Elle aura mis un peu de temps à voir le jour, mais l’association qui défendra activement la survie du site a officiellement vu le jour le 18 février dernier. Sous le nom d’Association pour la mise en valeur du Village des pêcheurs d’Yvonand, l’organisation veut faire briller l’histoire de ce lieu emblématique pour les Tapa-Sabllias.

Pour y arriver, de nombreuses idées ont été proposées par les quelque huitante membres qui ont déjà adhéré. «On a beaucoup de projets avec l’école du village, détaille Elisabeth Bernarda, membre du comité et municipale entre 1981 et 1992. La direction a d’ailleurs déjà indiqué son intérêt. Rien n’est encore décidé puisqu’on veut juste que le lieu continue d’exister, mais on peut par exemple imaginer un canapé lacustre, comme ça se fait en forêt.»

Par ailleurs, l’association se veut aussi complémentaire au site de Champ-Pittet. En effet, si les oiseaux de la Grande Cariçaie sont bien mis en avant, l’Association du Village des pêcheurs souhaite que la vie aquatique de la région soit mieux valorisée.

Mais l’objectif de l’association est clair: sauver un espace pour le bien de la collectivité, pas pour soutenir des privés. «Le but du projet est vraiment de sauver le patrimoine culturel que représente ce site, indique Elisabeth Bernarda. Si tous les bâtiments ne peuvent pas être gardés, nous sommes prêts à l’accepter.»

Pierre-Alain Chevalley, dernier pêcheur encore en activité à Yvonand, serait prêt à être associé au projet. «Je cherche activement une solution pour installer ma pêcherie ailleurs, explique le professionnel. Et si le Village des pêcheurs ne serait plus l’endroit où je travaille véritablement, ça pourrait devenir un lieu où montrer comment je travaille. La notion de patrimoine vivant m’est très chère et ce serait une façon de faire perdurer ce savoir.»

Le pêcheur est d’ailleurs confiant pour l’avenir du site: «Je pense que l’association arrivera à proposer un projet axé sur le patrimoine lacustre et son environnement qui soit en accord avec la protection de la réserve. Il s’agirait d’une solution win-win pour le Canton, la Grande Cariçaie et Yvonand.»

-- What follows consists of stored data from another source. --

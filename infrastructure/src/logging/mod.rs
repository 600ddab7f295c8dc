//! Logging infrastructure: structured event journaling.
//!
//! Provides [`JsonlEventJournal`], a JSONL file writer that implements
//! the [`EventSink`](crew_application::EventSink) port.

mod jsonl_journal;

pub use jsonl_journal::JsonlEventJournal;
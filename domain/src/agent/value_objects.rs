//! Agent domain value objects - identity types for the crew.
//!
//! # Identifiers
//! - [`AgentId`] - Unique identifier for an agent in the registry
//! - [`AgentType`] - The specialized role an agent plays

use crate::core::error::DomainError;
use serde::{Deserialize, Serialize};
use std::str::FromStr;

/// Unique identifier for an agent.
///
/// The default team uses the lowercase role name (`producer`, `architect`,
/// `engineer`, `qa`); agents spawned on demand get a numeric suffix.
#[derive(Debug, Clone, PartialEq, Eq, Hash, PartialOrd, Ord, Serialize, Deserialize)]
pub struct AgentId(String);

impl AgentId {
    /// Creates an AgentId from an existing string.
    pub fn new(id: impl Into<String>) -> Self {
        Self(id.into())
    }

    /// Returns the ID as a string slice.
    pub fn as_str(&self) -> &str {
        &self.0
    }
}

impl From<&str> for AgentId {
    fn from(s: &str) -> Self {
        Self::new(s)
    }
}

impl From<String> for AgentId {
    fn from(s: String) -> Self {
        Self(s)
    }
}

impl std::fmt::Display for AgentId {
    fn fmt(&self, f: &mut std::fmt::Formatter<'_>) -> std::fmt::Result {
        write!(f, "{}", self.0)
    }
}

/// The four specialized roles of the crew.
#[derive(Debug, Clone, Copy, PartialEq, Eq, Hash, PartialOrd, Ord, Serialize, Deserialize)]
#[serde(rename_all = "lowercase")]
pub enum AgentType {
    /// Facilitator: talks to the operator, keeps the plan, hands out work
    Producer,
    /// Designs the system and records technical decisions
    Architect,
    /// Implements features
    Engineer,
    /// Verifies work and reports issues
    #[serde(rename = "qa")]
    Qa,
}

impl AgentType {
    pub const ALL: [AgentType; 4] = [
        AgentType::Producer,
        AgentType::Architect,
        AgentType::Engineer,
        AgentType::Qa,
    ];

    pub fn as_str(&self) -> &'static str {
        match self {
            AgentType::Producer => "producer",
            AgentType::Architect => "architect",
            AgentType::Engineer => "engineer",
            AgentType::Qa => "qa",
        }
    }

    pub fn display_name(&self) -> &'static str {
        match self {
            AgentType::Producer => "Producer",
            AgentType::Architect => "Architect",
            AgentType::Engineer => "Engineer",
            AgentType::Qa => "QA",
        }
    }

    /// Id used for the single agent of this type created at startup.
    pub fn default_id(&self) -> AgentId {
        AgentId::new(self.as_str())
    }
}

impl std::fmt::Display for AgentType {
    fn fmt(&self, f: &mut std::fmt::Formatter<'_>) -> std::fmt::Result {
        write!(f, "{}", self.display_name())
    }
}

impl FromStr for AgentType {
    type Err = DomainError;

    fn from_str(s: &str) -> Result<Self, Self::Err> {
        match s.trim().to_lowercase().as_str() {
            "producer" => Ok(AgentType::Producer),
            "architect" => Ok(AgentType::Architect),
            "engineer" => Ok(AgentType::Engineer),
            "qa" | "quality" | "tester" => Ok(AgentType::Qa),
            other => Err(DomainError::UnknownAgentType(other.to_string())),
        }
    }
}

Et la première action de l’association va d’ailleurs dans ce sens. Avec l’accord des propriétaires, des photographies d’archives montrant la vie des anciennes familles de pêcheurs ont été disposées sur les cabanons. «De nombreuses personnes âgées ont été sensibles à cette exposition. Elles reconnaissent les anciens habitants», fait remarquer Elisabeth Bernarda, dont le père a réalisé le film qui témoigne de l’inondation de 1950.

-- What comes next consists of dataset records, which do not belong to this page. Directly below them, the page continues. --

//! JSONL file writer for domain events.
//!
//! Each [`DomainEvent`] is serialized as a single JSON line, appended to the
//! file via a buffered writer.

use crew_application::EventSink;
use crew_domain::DomainEvent;
use std::fs::{File, OpenOptions};
use std::io::{BufWriter, Write};
use std::path::{Path, PathBuf};
use std::sync::Mutex;
use tracing::warn;

/// Event journal that writes one JSON object per line.
///
/// Thread-safe via `Mutex<BufWriter<File>>`. Flushes on `Drop`.
pub struct JsonlEventJournal {
    writer: Mutex<BufWriter<File>>,
    path: PathBuf,
}

impl JsonlEventJournal {
    /// Open `path` for appending.
    ///
    /// Creates the file (and parent directories) if they don't exist.
    /// Returns `None` if the file cannot be opened.
    pub fn open(path: impl AsRef<Path>) -> Option<Self> {
        let path = path.as_ref();

        if let Some(parent) = path.parent()
            && !parent.as_os_str().is_empty()
            && let Err(e) = std::fs::create_dir_all(parent)
        {
            warn!(
                "Could not create event journal directory {}: {}",
                parent.display(),
                e
            );
            return None;
        }

        let file = match OpenOptions::new().create(true).append(true).open(path) {
            Ok(f) => f,
            Err(e) => {
                warn!("Could not open event journal {}: {}", path.display(), e);
                return None;
            }
        };

        Some(Self {
            writer: Mutex::new(BufWriter::new(file)),
            path: path.to_path_buf(),
        })
    }

    /// Get the path to the journal file.
    pub fn path(&self) -> &Path {
        &self.path
    }
}

impl EventSink for JsonlEventJournal {
    fn record(&self, event: &DomainEvent) {
        let Ok(line) = serde_json::to_string(event) else {
            return;
        };

        if let Ok(mut writer) = self.writer.lock() {
            let _ = writeln!(writer, "{}", line);
            // Flush per line; the journal is append-only
            let _ = writer.flush();
        }
    }
}

impl Drop for JsonlEventJournal {
    fn drop(&mut self) {
        if let Ok(mut writer) = self.writer.lock() {
            let _ = writer.flush();
        }
    }
}

#[cfg(test)]
mod tests {
    use super::*;
    use crew_application::{EventBus, EventFilter};
    use crew_domain::{AgentId, AgentStatus, AgentType, EventKind, EventPayload};
    use std::sync::Arc;

    fn read_lines(path: &Path) -> Vec<serde_json::Value> {
        std::fs::read_to_string(path)
            .unwrap()
            .lines()
            .map(|l| serde_json::from_str(l).unwrap())
            .collect()
    }

    #[test]
    fn test_journal_records_bus_events() {
        let dir = tempfile::tempdir().unwrap();
        let path = dir.path().join("events.jsonl");
        let journal = Arc::new(JsonlEventJournal::open(&path).unwrap());

        let bus = EventBus::new();
        bus.subscribe_sink(EventFilter::All, journal.clone());
        bus.publish(EventPayload::AgentCreated {
            agent_id: AgentId::new("qa"),
            agent_type: AgentType::Qa,
            name: "QA".into(),
        });
        bus.publish(EventPayload::StatusChanged {
            agent_id: AgentId::new("qa"),
            from: AgentStatus::Idle,
            to: AgentStatus::Thinking,
        });

        let lines = read_lines(&path);
        assert_eq!(lines.len(), 2);
        assert_eq!(lines[0]["event_type"], "agent-created");
        assert_eq!(lines[0]["version"], 1);
        assert_eq!(lines[1]["payload"]["kind"], "status-changed");
        assert_eq!(lines[1]["payload"]["to"], "thinking");

        let event: DomainEvent = serde_json::from_value(lines[1].clone()).unwrap();
        assert_eq!(event.event_type, EventKind::StatusChanged);
    }

    #[test]
    fn test_reopen_appends() {
        let dir = tempfile::tempdir().unwrap();
        let path = dir.path().join("nested").join("events.jsonl");
        let event = DomainEvent::new(
            1,
            EventPayload::Error {
                agent_id: None,
                message_id: None,
                error: "boom".into(),
            },
        );

        JsonlEventJournal::open(&path).unwrap().record(&event);
        JsonlEventJournal::open(&path).unwrap().record(&event);

        assert_eq!(read_lines(&path).len(), 2);
    }

    #[test]
    fn test_open_fails_on_directory() {
        let dir = tempfile::tempdir().unwrap();
        assert!(JsonlEventJournal::open(dir.path()).is_none());
    }
}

D’autres activités sont d’ailleurs prévues par l’association ces prochaines semaines, comme une balade découverte entre terre et lac.

 

La réponse de la Direction générale de l’environnement

 

Et la Direction générale de l’environnement (DGE), que retient-elle de cette rencontre? Denis Rychner, conseiller en communication pour la DGE, nous a répondu par mail. «Lors de la rencontre avec la Commune, il a été convenu que le Canton participera à la finalisation du PPA des Plages. Les équipements et constructions nécessaires au maintien de l’activité de pêche seront évalués dans ce cadre. Il a également été décidé de solliciter la Commission fédérale pour la nature et le paysage pour procéder à une expertise sur la situation individuelle des constructions (Village des pêcheurs et refuge communal) situées dans le périmètre de la Grève de l’Ile, lequel est englobé dans les secteurs vaudois des réserves naturelles de la rive sud du lac de Neuchâtel.»